Terdesak oleh desakan Dewi yang terus menerus meminta kejujuran, Ayunda akhirnya memberanikan diri untuk menjelaskan alasan di balik keinginan suaminya kala itu.
Pada akhirnya, singkat cerita, Dewi Sri—anak perempuan pertama—menyadari bahwa ayahnya memerlukan sosok pewaris takhta kerajaan. Kesadaran itu membuatnya semakin gigih dan bertekad untuk berubah. Ia berupaya menjadi seorang putri yang kuat, tangguh, dan memiliki keberanian seperti seorang prajurit. Dalam pikirannya, seorang pewaris takhta tak selalu harus laki-laki.
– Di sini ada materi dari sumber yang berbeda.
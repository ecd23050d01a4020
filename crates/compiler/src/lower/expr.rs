//! Expression lowering: value mode and boolean mode
//!
//! Value mode returns the temporary holding the expression's result.
//! Boolean mode takes a `(true, false)` label pair and emits branches; it
//! is the only place comparisons and `&&`/`||` are lowered, which gives
//! short-circuit evaluation by construction and puts comparison logic
//! directly on the branch.

use super::{Context, PRINT_BOOL, PRINT_INT, STATIC_LINK_SUFFIX};
use crate::ast::{Expr, ExprKind, UnOp};
use crate::error::{CompileError, ErrorKind, Result};
use crate::tac::{Instr, Opcode, Temp, is_global_function};
use crate::typecheck::PRINT;

/// Lower `expr` so its value ends up in the returned temporary.
pub fn lower_value(ctx: &mut Context, expr: &Expr, out: &mut Vec<Instr>) -> Result<Temp> {
    match &expr.kind {
        ExprKind::Number(n) => {
            let t = ctx.new_temp();
            out.push(Instr::new(Opcode::Const, vec![n.to_string()], Some(t.clone())));
            Ok(t)
        }
        ExprKind::Bool(_) => materialize_bool(ctx, expr, out),
        ExprKind::Ident(name) => {
            let symbol = lookup(ctx, name, expr)?;
            let t = ctx.new_temp();
            out.push(Instr::new(Opcode::Copy, vec![symbol], Some(t.clone())));
            Ok(t)
        }
        ExprKind::Unary { op, operand } => match op {
            UnOp::Not => materialize_bool(ctx, expr, out),
            UnOp::Neg | UnOp::BitNot => {
                let operand_temp = lower_value(ctx, operand, out)?;
                let opcode = if *op == UnOp::Neg {
                    Opcode::Neg
                } else {
                    Opcode::Not
                };
                let t = ctx.new_temp();
                out.push(Instr::new(opcode, vec![operand_temp], Some(t.clone())));
                Ok(t)
            }
        },
        ExprKind::Binary { op, lhs, rhs } => {
            if let Some(opcode) = Opcode::alu_for(*op) {
                let lhs_temp = lower_value(ctx, lhs, out)?;
                let rhs_temp = lower_value(ctx, rhs, out)?;
                let t = ctx.new_temp();
                out.push(Instr::new(opcode, vec![lhs_temp, rhs_temp], Some(t.clone())));
                Ok(t)
            } else {
                // comparison or short-circuit operator used as data
                materialize_bool(ctx, expr, out)
            }
        }
        ExprKind::Call { .. } => {
            let result = lower_call(ctx, expr, out)?;
            result.ok_or_else(|| {
                CompileError::at(
                    ErrorKind::Codegen,
                    "void call in value position survived type checking",
                    expr.span.line,
                    expr.span.col,
                )
            })
        }
    }
}

/// Lower a Bool expression so control reaches `label_true` exactly when it
/// is true and `label_false` exactly when it is false.
pub fn lower_bool(
    ctx: &mut Context,
    expr: &Expr,
    label_true: Temp,
    label_false: Temp,
    out: &mut Vec<Instr>,
) -> Result<()> {
    match &expr.kind {
        ExprKind::Bool(value) => {
            out.push(Instr::jmp(if *value { label_true } else { label_false }));
            Ok(())
        }
        ExprKind::Ident(name) => {
            let symbol = lookup(ctx, name, expr)?;
            out.push(Instr::new(Opcode::Jnz, vec![symbol], Some(label_true)));
            out.push(Instr::jmp(label_false));
            Ok(())
        }
        ExprKind::Unary {
            op: UnOp::Not,
            operand,
        } => lower_bool(ctx, operand, label_false, label_true, out),
        ExprKind::Binary { op, lhs, rhs } if op.is_logical() => {
            let mid = ctx.new_label();
            if *op == crate::ast::BinOp::LogAnd {
                lower_bool(ctx, lhs, mid.clone(), label_false.clone(), out)?;
            } else {
                lower_bool(ctx, lhs, label_true.clone(), mid.clone(), out)?;
            }
            out.push(Instr::label(mid));
            lower_bool(ctx, rhs, label_true, label_false, out)
        }
        ExprKind::Binary { op, lhs, rhs } if op.is_comparison() => {
            let lhs_temp = lower_value(ctx, lhs, out)?;
            let rhs_temp = lower_value(ctx, rhs, out)?;
            let diff = ctx.new_temp();
            out.push(Instr::new(
                Opcode::Sub,
                vec![lhs_temp, rhs_temp],
                Some(diff.clone()),
            ));
            let jump = Opcode::cond_for(*op).expect("comparison has a condition code");
            out.push(Instr::new(jump, vec![diff], Some(label_true)));
            out.push(Instr::jmp(label_false));
            Ok(())
        }
        ExprKind::Call { .. } => {
            let result = lower_call(ctx, expr, out)?.ok_or_else(|| {
                CompileError::at(
                    ErrorKind::Codegen,
                    "void call in boolean position survived type checking",
                    expr.span.line,
                    expr.span.col,
                )
            })?;
            out.push(Instr::new(Opcode::Jnz, vec![result], Some(label_true)));
            out.push(Instr::jmp(label_false));
            Ok(())
        }
        _ => Err(CompileError::at(
            ErrorKind::Codegen,
            "non-boolean expression reached boolean lowering",
            expr.span.line,
            expr.span.col,
        )),
    }
}

/// Build a Bool value as data: thread boolean mode against fresh labels and
/// write 1/0 at the join. Both writes target the same temporary, which acts
/// as a cell the way variables do under assignment.
pub fn materialize_bool(ctx: &mut Context, expr: &Expr, out: &mut Vec<Instr>) -> Result<Temp> {
    let label_true = ctx.new_label();
    let label_false = ctx.new_label();
    let label_end = ctx.new_label();

    lower_bool(ctx, expr, label_true.clone(), label_false.clone(), out)?;

    let t = ctx.new_temp();
    out.push(Instr::label(label_true));
    out.push(Instr::new(Opcode::Const, vec!["1".into()], Some(t.clone())));
    out.push(Instr::jmp(label_end.clone()));
    out.push(Instr::label(label_false));
    out.push(Instr::new(Opcode::Const, vec!["0".into()], Some(t.clone())));
    out.push(Instr::label(label_end));
    Ok(t)
}

/// Lower a call, returning the result temporary for non-void callees.
///
/// Every BX function value is a `(code pointer, static link)` pair. The
/// callee's pair is resolved first, argument slots are evaluated left to
/// right, `param` marks are emitted in reverse so the callee sees its first
/// argument at index 1, and the callee's static link always rides in the
/// last slot.
pub fn lower_call(ctx: &mut Context, expr: &Expr, out: &mut Vec<Instr>) -> Result<Option<Temp>> {
    let ExprKind::Call { callee, args } = &expr.kind else {
        return Err(CompileError::at(
            ErrorKind::Codegen,
            "lower_call on a non-call expression",
            expr.span.line,
            expr.span.col,
        ));
    };

    // print is a thin veneer over the runtime: one argument, no static link.
    if callee.as_str() == PRINT {
        let arg = &args[0];
        let value = lower_value(ctx, arg, out)?;
        let symbol = if arg.ty().is_bool() {
            PRINT_BOOL
        } else {
            PRINT_INT
        };
        let code_ptr = ctx.new_temp();
        out.push(Instr::new(
            Opcode::Const,
            vec![symbol.to_string()],
            Some(code_ptr.clone()),
        ));
        out.push(Instr::new(Opcode::Param, vec![value], Some("1".into())));
        out.push(Instr::new(Opcode::Call, vec![code_ptr, "1".into()], None));
        return Ok(None);
    }

    let (code_ptr, static_link) = resolve_function_pair(ctx, callee, expr, out)?;

    let mut slots = Vec::new();
    for arg in args {
        if arg.ty().is_function() {
            let ExprKind::Ident(name) = &arg.kind else {
                return Err(CompileError::at(
                    ErrorKind::Codegen,
                    "function-typed argument is not a name",
                    arg.span.line,
                    arg.span.col,
                ));
            };
            let (arg_ptr, arg_link) = resolve_function_pair(ctx, name, arg, out)?;
            slots.push(arg_ptr);
            slots.push(arg_link);
        } else {
            slots.push(lower_value(ctx, arg, out)?);
        }
    }
    slots.push(static_link);

    for (index, slot) in slots.iter().enumerate().rev() {
        out.push(Instr::new(
            Opcode::Param,
            vec![slot.clone()],
            Some((index + 1).to_string()),
        ));
    }

    let ret = expr.ty();
    let result = if ret.is_void() {
        None
    } else {
        Some(ctx.new_temp())
    };
    out.push(Instr::new(
        Opcode::Call,
        vec![code_ptr, slots.len().to_string()],
        result.clone(),
    ));
    Ok(result)
}

/// Resolve a function-valued name to a fresh `(code pointer, static link)`
/// pair of temporaries.
///
/// A `#`-handle binding is a top-level procedure: its code pointer is the
/// procedure name as a constant and its static link is 0. Anything else is
/// a local function value (lambda or function parameter), carried by the
/// bound temporary and its `$static_link` companion.
fn resolve_function_pair(
    ctx: &mut Context,
    name: &str,
    expr: &Expr,
    out: &mut Vec<Instr>,
) -> Result<(Temp, Temp)> {
    let symbol = lookup(ctx, name, expr)?;

    if is_global_function(&symbol) {
        let code_ptr = ctx.new_temp();
        out.push(Instr::new(
            Opcode::Const,
            vec![name.to_string()],
            Some(code_ptr.clone()),
        ));
        let static_link = ctx.new_temp();
        out.push(Instr::new(
            Opcode::Const,
            vec!["0".into()],
            Some(static_link.clone()),
        ));
        Ok((code_ptr, static_link))
    } else {
        let code_ptr = ctx.new_temp();
        out.push(Instr::new(Opcode::Copy, vec![symbol], Some(code_ptr.clone())));
        let link_name = format!("{}{}", name, STATIC_LINK_SUFFIX);
        let link_symbol = lookup(ctx, &link_name, expr)?;
        let static_link = ctx.new_temp();
        out.push(Instr::new(
            Opcode::Copy,
            vec![link_symbol],
            Some(static_link.clone()),
        ));
        Ok((code_ptr, static_link))
    }
}

fn lookup(ctx: &Context, name: &str, expr: &Expr) -> Result<Temp> {
    ctx.scopes
        .lookup(name)
        .map(|s| s.temp.clone())
        .ok_or_else(|| {
            CompileError::at(
                ErrorKind::UndeclaredName,
                format!("'{}' is not declared", name),
                expr.span.line,
                expr.span.col,
            )
        })
}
Wanita pun mampu meneruskan titah kerajaan jika memiliki keyakinan yang kuat terhadap kemampuannya.
Dewi Sri juga tidak ingin melihat ibunya terluka atau ayahnya menikah lagi demi mendapatkan keturunan laki-laki. Dengan penuh keberanian, ia memutuskan untuk menjadi seorang putri kerajaan yang tegas dan pantang menyerah dalam menghadapi segala tantangan. Ia selalu hadir di tengah berbagai persoalan, bahkan kericuhan, meskipun tindakannya tersebut akhirnya diketahui oleh ayahnya. Sang raja, yang merasa tidak nyaman melihat putrinya bertindak seperti pemimpin, marah besar. Baginya, wanita hanya pantas menjadi permaisuri dan tinggal di istana, bukan melibatkan diri dalam bahaya atau urusan seperti seorang raja.
Ayahnya bersikeras bahwa hanya anak laki-laki yang layak mewarisi takhta dan melanjutkan kepemimpinan. Rasa kecewa pun menyelimuti Dewi Sri. Ia tenggelam dalam kebingungan, memikirkan cara untuk meyakinkan ayahnya agar berhenti mencari seorang pewaris laki-laki. Dalam usahanya itu, ia harus melihat kenyataan bahwa kedua adiknya justru berbeda jauh darinya. Kedua adik perempuannya hanya sibuk mempercantik diri dan menghabiskan harta orang tua tanpa peduli dengan keadaan kerajaan.
Tidak hanya hidup bermewah-mewahan dan manja, mereka juga dikenal sombong dan sama sekali tidak menghargai orang lain. Sikap ini membuat banyak orang di kerajaan tidak menyukai mereka. Bahkan, tingkah laku mereka sering kali menimbulkan masalah dan memicu keributan di sekitarnya. Dewi Sri pun semakin merasa tanggung jawab besar berada di pundaknya.